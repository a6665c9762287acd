//! Hindsight replay buffer.
mod iw_scheduler;
mod sum_tree;
use super::{
    Episode, GoalStrategy, GoalTransitionBatch, HerReplayBufferConfig, PerConfig, Transition,
};
use crate::{
    base::{Act, ExperienceBufferBase, ReplayBufferBase},
    error::HerError,
    reward::{RewardFn, SparseReward},
};
use anyhow::Result;
pub use iw_scheduler::IwScheduler;
use log::trace;
use rand::{rngs::StdRng, Rng, SeedableRng};
pub use sum_tree::{SumTree, WeightNormalizer};

/// State of prioritized experience replay.
struct PerState {
    sum_tree: SumTree,
    iw_scheduler: IwScheduler,
    rng: fastrand::Rng,
}

impl PerState {
    fn new(capacity: usize, seed: u64, per_config: &PerConfig) -> Self {
        Self {
            sum_tree: SumTree::new(
                capacity,
                per_config.alpha,
                per_config.eps,
                per_config.normalize,
            ),
            iw_scheduler: IwScheduler::new(
                per_config.beta_0,
                per_config.beta_final,
                per_config.n_opts_final,
            ),
            rng: fastrand::Rng::with_seed(seed),
        }
    }
}

/// Replay buffer with hindsight goal relabeling.
///
/// The buffer has two stages. Transitions of running and closed episodes are
/// pending: they are not visible to [`ReplayBufferBase::batch`]. Closed episodes
/// are relabeled by [`HerReplayBuffer::modify_episodes`] and moved into a ring of
/// `capacity` transitions by [`HerReplayBuffer::store_episodes`]. Once in the ring,
/// a transition is never modified; the oldest one is overwritten when the ring
/// is full.
///
/// ```rust
/// use her_core::{
///     DiscreteAct, GoalObs, HerReplayBuffer, HerReplayBufferConfig, ReplayBufferBase,
///     SparseReward, Transition,
/// };
///
/// let config = HerReplayBufferConfig::default().capacity(100).sampled_goal_num(4);
/// let mut buffer = HerReplayBuffer::<DiscreteAct>::build(&config, SparseReward::new(0.5)).unwrap();
///
/// for t in 0..5 {
///     let obs = GoalObs::new(vec![t as f32], vec![t as f32], vec![10.0]);
///     let next = GoalObs::new(vec![t as f32 + 1.0], vec![t as f32 + 1.0], vec![10.0]);
///     let tr = Transition::new(&obs, DiscreteAct(0), &next, -1.0, 0, 0);
///     buffer.store_experience(t == 0, tr);
/// }
/// buffer.close_episode();
/// buffer.modify_episodes();
/// buffer.store_episodes().unwrap();
/// assert_eq!(buffer.len(), 25);
/// ```
pub struct HerReplayBuffer<A, F = SparseReward> {
    strategy: GoalStrategy,
    sampled_goal_num: usize,
    done_on_success: bool,
    reward_fn: F,

    /// Episode being recorded.
    current: Option<Episode<A>>,

    /// Closed episodes not yet flattened.
    closed: Vec<Episode<A>>,

    capacity: usize,
    i: usize,
    size: usize,
    ring: Vec<Transition<A>>,
    rng: StdRng,
    per_state: Option<PerState>,
}

impl<A: Act, F: RewardFn> HerReplayBuffer<A, F> {
    /// Builds a buffer with the reward function used for relabeling.
    pub fn build(config: &HerReplayBufferConfig, reward_fn: F) -> Result<Self> {
        if config.capacity == 0 {
            return Err(HerError::InvalidConfig("capacity must be positive".to_string()).into());
        }
        if let Some(per_config) = config.per_config.as_ref() {
            if !(per_config.eps > 0.0) {
                return Err(HerError::InvalidConfig(format!(
                    "priority eps must be positive, got {}",
                    per_config.eps
                ))
                .into());
            }
        }
        let per_state = config
            .per_config
            .as_ref()
            .map(|per_config| PerState::new(config.capacity, config.seed, per_config));

        Ok(Self {
            strategy: config.strategy,
            sampled_goal_num: config.sampled_goal_num,
            done_on_success: config.done_on_success,
            reward_fn,
            current: None,
            closed: vec![],
            capacity: config.capacity,
            i: 0,
            size: 0,
            ring: Vec::with_capacity(config.capacity.min(1 << 16)),
            rng: StdRng::seed_from_u64(config.seed),
            per_state,
        })
    }

    /// Appends a transition to the episode being recorded.
    ///
    /// If `new_episode` is `true`, the episode being recorded is closed first and
    /// the transition starts a new one.
    pub fn store_experience(&mut self, new_episode: bool, tr: Transition<A>) {
        if new_episode {
            self.close_episode();
        }
        self.current.get_or_insert_with(Episode::new).push(tr);
    }

    /// Closes the episode being recorded, making it available for relabeling.
    pub fn close_episode(&mut self) {
        if let Some(episode) = self.current.take() {
            if !episode.is_empty() {
                self.closed.push(episode);
            }
        }
    }

    /// Relabels every closed episode that has not been relabeled yet.
    ///
    /// Each original transition gets `sampled_goal_num` copies whose desired goal
    /// is an achieved goal of the same episode.
    pub fn modify_episodes(&mut self) {
        for episode in self.closed.iter_mut() {
            episode.relabel(
                self.strategy,
                self.sampled_goal_num,
                &self.reward_fn,
                self.done_on_success,
                &mut self.rng,
            );
        }
    }

    /// Flattens the closed episodes into the ring, originals first.
    ///
    /// Returns the number of transitions written.
    pub fn store_episodes(&mut self) -> Result<usize> {
        let mut n = 0;
        for episode in std::mem::take(&mut self.closed) {
            for tr in episode.into_transitions() {
                self.push(tr)?;
                n += 1;
            }
        }
        trace!("Stored {} transitions, buffer size {}", n, self.size);
        Ok(n)
    }

    /// Number of transitions in running and closed episodes, without relabeled copies.
    pub fn n_pending(&self) -> usize {
        self.current.as_ref().map_or(0, |e| e.len())
            + self.closed.iter().map(|e| e.n_transitions()).sum::<usize>()
    }

    /// Capacity of the ring.
    pub fn capacity(&self) -> usize {
        self.capacity
    }

    /// Reward function used for relabeling.
    pub fn reward_fn(&self) -> &F {
        &self.reward_fn
    }

    /// Returns `true` if `achieved` reaches `desired` under the reward function.
    pub fn is_success(&self, achieved: &[f32], desired: &[f32]) -> bool {
        self.reward_fn.is_success(achieved, desired)
    }

    /// Iterates over stored transitions from the oldest.
    pub fn iter(&self) -> impl Iterator<Item = &Transition<A>> {
        // Slots before `i` were written after the ones from `i` on.
        let (newer, older) = self.ring.split_at(self.i.min(self.ring.len()));
        older.iter().chain(newer.iter())
    }

    fn sample_ixs(&mut self, size: usize) -> (Vec<usize>, Option<Vec<f32>>) {
        match self.per_state.as_mut() {
            Some(per_state) => {
                let beta = per_state.iw_scheduler.beta();
                let (ixs, ws) = per_state.sum_tree.sample(size, beta, &mut per_state.rng);
                (ixs, Some(ws))
            }
            None => {
                let ixs = (0..size)
                    .map(|_| self.rng.gen_range(0..self.size))
                    .collect();
                (ixs, None)
            }
        }
    }
}

impl<A: Act, F: RewardFn> ExperienceBufferBase for HerReplayBuffer<A, F> {
    type Item = Transition<A>;

    fn len(&self) -> usize {
        self.size
    }

    /// Writes a transition into the ring, overwriting the oldest one if full.
    fn push(&mut self, tr: Self::Item) -> Result<()> {
        if self.ring.len() < self.capacity {
            self.ring.push(tr);
        } else {
            self.ring[self.i] = tr;
        }

        if let Some(per_state) = self.per_state.as_mut() {
            let max_p = per_state.sum_tree.max();
            per_state.sum_tree.add(self.i, max_p);
        }

        self.i = (self.i + 1) % self.capacity;
        self.size = (self.size + 1).min(self.capacity);
        Ok(())
    }
}

impl<A: Act, F: RewardFn> ReplayBufferBase for HerReplayBuffer<A, F> {
    type Config = HerReplayBufferConfig;
    type Batch = GoalTransitionBatch<A>;

    fn len(&self) -> usize {
        self.size
    }

    /// Samples a batch of transitions.
    ///
    /// Returns `Ok(None)` if fewer than `size` transitions are stored or `size` is zero.
    fn batch(&mut self, size: usize) -> Result<Option<Self::Batch>> {
        if size == 0 || self.size < size {
            return Ok(None);
        }
        let (ixs, weight) = self.sample_ixs(size);

        let mut batch = GoalTransitionBatch {
            obs: Vec::with_capacity(size),
            act: Vec::with_capacity(size),
            next_obs: Vec::with_capacity(size),
            reward: Vec::with_capacity(size),
            is_terminated: Vec::with_capacity(size),
            is_truncated: Vec::with_capacity(size),
            ix_sample: None,
            weight,
        };
        for &ix in ixs.iter() {
            let tr = &self.ring[ix];
            batch.obs.push(tr.input());
            batch.act.push(tr.action.clone());
            batch.next_obs.push(tr.next_input());
            batch.reward.push(tr.reward);
            batch.is_terminated.push(tr.is_terminated);
            batch.is_truncated.push(tr.is_truncated);
        }
        batch.ix_sample = Some(ixs);

        Ok(Some(batch))
    }

    /// Overwrites the priorities of the given slots with `|td_err|`.
    fn update_priority(&mut self, ixs: &Option<Vec<usize>>, td_errs: &Option<Vec<f32>>) {
        if let (Some(per_state), Some(ixs), Some(td_errs)) =
            (self.per_state.as_mut(), ixs.as_ref(), td_errs.as_ref())
        {
            for (&ix, &td_err) in ixs.iter().zip(td_errs.iter()) {
                if ix < self.size {
                    per_state.sum_tree.update(ix, td_err);
                }
            }
            per_state.iw_scheduler.add_n_opts();
        }
    }
}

**WORK TO COMPLETE:**
Show the lines above that include "used".

**PROBLEM SOLUTION:**
    /// Builds a buffer with the reward function used for relabeling.
    /// Reward function used for relabeling.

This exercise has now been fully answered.